Top of Available data
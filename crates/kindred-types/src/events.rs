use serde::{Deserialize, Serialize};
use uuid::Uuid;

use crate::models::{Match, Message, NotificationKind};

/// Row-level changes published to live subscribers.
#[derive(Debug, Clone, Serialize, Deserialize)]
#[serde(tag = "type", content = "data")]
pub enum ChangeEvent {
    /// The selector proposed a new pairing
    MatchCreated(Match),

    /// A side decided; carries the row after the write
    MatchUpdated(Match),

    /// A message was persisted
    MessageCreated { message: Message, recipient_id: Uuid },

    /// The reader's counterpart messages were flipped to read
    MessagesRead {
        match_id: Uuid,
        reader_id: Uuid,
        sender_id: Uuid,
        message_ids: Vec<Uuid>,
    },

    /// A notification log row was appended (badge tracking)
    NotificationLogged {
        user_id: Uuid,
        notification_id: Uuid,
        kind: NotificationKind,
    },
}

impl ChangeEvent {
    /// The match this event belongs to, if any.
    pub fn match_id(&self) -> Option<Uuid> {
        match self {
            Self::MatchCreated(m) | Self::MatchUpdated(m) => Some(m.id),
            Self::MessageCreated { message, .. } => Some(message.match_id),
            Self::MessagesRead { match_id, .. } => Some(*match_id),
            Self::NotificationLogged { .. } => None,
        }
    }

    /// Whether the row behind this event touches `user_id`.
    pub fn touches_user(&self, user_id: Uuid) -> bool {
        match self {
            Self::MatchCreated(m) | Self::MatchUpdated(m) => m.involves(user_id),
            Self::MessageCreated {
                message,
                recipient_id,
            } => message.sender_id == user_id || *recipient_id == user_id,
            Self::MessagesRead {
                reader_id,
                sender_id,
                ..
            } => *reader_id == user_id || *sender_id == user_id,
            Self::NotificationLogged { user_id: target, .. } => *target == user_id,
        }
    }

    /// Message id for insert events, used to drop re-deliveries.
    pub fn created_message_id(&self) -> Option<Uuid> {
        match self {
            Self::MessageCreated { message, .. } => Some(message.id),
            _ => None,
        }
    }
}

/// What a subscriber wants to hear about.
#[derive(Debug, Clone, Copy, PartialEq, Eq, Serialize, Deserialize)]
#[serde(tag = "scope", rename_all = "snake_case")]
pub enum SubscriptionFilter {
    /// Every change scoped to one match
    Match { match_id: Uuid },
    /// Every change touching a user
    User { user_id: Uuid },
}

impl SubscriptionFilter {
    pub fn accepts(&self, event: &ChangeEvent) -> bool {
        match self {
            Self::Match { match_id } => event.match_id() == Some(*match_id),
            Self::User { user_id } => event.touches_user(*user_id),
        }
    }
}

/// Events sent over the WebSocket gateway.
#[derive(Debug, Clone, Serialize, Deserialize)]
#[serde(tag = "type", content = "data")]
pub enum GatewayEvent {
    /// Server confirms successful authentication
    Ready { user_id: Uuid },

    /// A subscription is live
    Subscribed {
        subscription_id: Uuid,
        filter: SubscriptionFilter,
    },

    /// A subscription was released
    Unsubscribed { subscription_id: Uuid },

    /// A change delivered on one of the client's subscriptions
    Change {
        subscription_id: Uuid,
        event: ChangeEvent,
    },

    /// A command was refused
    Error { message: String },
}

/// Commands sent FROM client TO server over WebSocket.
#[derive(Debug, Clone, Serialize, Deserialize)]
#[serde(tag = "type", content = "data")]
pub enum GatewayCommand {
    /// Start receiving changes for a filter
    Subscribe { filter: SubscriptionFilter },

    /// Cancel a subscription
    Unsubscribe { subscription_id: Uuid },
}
Bottom of Available data
Top of Available data
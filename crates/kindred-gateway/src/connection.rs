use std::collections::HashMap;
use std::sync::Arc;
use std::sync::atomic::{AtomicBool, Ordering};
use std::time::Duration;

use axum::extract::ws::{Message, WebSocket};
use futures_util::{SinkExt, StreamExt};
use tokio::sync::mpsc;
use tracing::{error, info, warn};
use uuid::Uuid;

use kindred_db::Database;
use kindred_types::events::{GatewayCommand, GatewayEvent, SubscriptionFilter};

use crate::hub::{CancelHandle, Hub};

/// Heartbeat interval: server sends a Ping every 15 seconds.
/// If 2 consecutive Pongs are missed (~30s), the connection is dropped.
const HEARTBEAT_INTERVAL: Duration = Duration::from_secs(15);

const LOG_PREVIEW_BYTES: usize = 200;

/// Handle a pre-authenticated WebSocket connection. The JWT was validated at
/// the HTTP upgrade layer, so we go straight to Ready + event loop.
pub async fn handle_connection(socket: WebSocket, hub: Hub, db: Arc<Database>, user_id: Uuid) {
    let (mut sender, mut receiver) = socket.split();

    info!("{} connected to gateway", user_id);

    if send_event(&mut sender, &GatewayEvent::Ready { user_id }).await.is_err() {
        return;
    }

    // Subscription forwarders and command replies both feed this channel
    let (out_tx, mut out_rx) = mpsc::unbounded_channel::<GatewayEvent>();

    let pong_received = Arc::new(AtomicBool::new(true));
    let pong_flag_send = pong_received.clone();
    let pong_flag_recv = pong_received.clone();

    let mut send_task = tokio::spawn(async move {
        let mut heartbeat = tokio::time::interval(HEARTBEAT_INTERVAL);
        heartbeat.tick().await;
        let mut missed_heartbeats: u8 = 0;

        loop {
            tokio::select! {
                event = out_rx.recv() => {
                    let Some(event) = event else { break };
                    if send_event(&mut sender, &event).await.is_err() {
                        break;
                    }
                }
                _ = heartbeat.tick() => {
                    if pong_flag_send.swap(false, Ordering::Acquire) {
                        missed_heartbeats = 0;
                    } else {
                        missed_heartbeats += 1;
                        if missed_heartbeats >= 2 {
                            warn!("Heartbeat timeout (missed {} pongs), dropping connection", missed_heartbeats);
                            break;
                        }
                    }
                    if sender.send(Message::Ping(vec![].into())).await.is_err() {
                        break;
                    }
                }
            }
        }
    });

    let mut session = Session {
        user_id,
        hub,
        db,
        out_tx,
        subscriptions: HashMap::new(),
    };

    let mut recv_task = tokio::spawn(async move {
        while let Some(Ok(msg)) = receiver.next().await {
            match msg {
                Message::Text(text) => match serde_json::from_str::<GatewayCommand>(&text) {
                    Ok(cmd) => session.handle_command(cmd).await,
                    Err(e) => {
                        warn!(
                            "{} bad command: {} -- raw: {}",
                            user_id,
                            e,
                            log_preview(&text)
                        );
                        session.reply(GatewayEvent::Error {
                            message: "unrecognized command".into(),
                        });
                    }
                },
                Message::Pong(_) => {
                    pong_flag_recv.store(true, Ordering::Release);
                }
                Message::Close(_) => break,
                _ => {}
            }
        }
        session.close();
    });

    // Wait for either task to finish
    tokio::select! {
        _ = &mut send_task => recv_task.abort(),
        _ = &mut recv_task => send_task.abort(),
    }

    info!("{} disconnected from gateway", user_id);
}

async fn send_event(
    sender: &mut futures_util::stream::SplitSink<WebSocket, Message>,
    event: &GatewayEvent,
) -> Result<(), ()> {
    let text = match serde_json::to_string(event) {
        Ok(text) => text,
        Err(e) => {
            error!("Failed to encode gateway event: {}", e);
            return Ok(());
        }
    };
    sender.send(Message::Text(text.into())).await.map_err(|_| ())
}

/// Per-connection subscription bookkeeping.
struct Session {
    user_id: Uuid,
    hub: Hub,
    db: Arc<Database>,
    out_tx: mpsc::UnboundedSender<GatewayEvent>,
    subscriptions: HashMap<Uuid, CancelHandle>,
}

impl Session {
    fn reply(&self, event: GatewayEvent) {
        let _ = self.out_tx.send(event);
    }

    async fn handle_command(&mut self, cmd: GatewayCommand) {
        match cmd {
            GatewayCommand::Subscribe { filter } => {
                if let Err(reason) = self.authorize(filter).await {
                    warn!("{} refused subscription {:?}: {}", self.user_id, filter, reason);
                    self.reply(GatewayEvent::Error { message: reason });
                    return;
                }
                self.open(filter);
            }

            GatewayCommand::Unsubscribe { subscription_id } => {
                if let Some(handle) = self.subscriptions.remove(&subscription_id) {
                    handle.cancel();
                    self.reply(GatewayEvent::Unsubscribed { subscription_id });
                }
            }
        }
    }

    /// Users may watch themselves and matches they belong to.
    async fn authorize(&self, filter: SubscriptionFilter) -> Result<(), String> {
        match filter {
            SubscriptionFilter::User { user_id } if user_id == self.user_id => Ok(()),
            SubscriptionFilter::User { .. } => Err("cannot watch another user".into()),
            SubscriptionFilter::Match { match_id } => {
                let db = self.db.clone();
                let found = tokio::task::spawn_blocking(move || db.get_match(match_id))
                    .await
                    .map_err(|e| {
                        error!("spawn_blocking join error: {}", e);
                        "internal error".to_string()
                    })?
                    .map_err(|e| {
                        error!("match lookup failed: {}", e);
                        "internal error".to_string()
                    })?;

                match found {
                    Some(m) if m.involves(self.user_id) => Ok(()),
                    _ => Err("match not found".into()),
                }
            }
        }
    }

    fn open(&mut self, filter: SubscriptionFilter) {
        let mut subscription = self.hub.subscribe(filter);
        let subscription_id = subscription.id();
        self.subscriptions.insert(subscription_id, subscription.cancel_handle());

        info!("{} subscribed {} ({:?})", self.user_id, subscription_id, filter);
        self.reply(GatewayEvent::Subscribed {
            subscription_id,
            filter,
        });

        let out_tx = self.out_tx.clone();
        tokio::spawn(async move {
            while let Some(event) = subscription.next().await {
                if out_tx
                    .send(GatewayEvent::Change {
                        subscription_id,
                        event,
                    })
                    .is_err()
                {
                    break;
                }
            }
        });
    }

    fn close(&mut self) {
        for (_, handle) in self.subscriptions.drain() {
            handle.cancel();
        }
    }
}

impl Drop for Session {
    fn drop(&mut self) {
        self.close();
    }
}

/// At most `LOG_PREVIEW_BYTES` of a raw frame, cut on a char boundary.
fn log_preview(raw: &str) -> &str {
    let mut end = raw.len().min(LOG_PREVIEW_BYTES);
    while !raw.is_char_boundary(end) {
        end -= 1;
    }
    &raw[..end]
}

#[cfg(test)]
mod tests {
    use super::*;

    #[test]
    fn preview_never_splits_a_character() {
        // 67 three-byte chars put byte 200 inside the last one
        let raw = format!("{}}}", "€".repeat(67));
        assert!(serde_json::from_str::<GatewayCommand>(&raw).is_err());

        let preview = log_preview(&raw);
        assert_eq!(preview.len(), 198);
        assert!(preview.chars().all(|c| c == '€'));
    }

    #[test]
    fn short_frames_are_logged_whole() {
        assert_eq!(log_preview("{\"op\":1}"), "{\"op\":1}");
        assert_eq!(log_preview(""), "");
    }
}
Bottom of Available data
== What is required ==
Reproduce every line above that contains the string "next".

== Reply ==
        while let Some(Ok(msg)) = receiver.next().await {
            while let Some(event) = subscription.next().await {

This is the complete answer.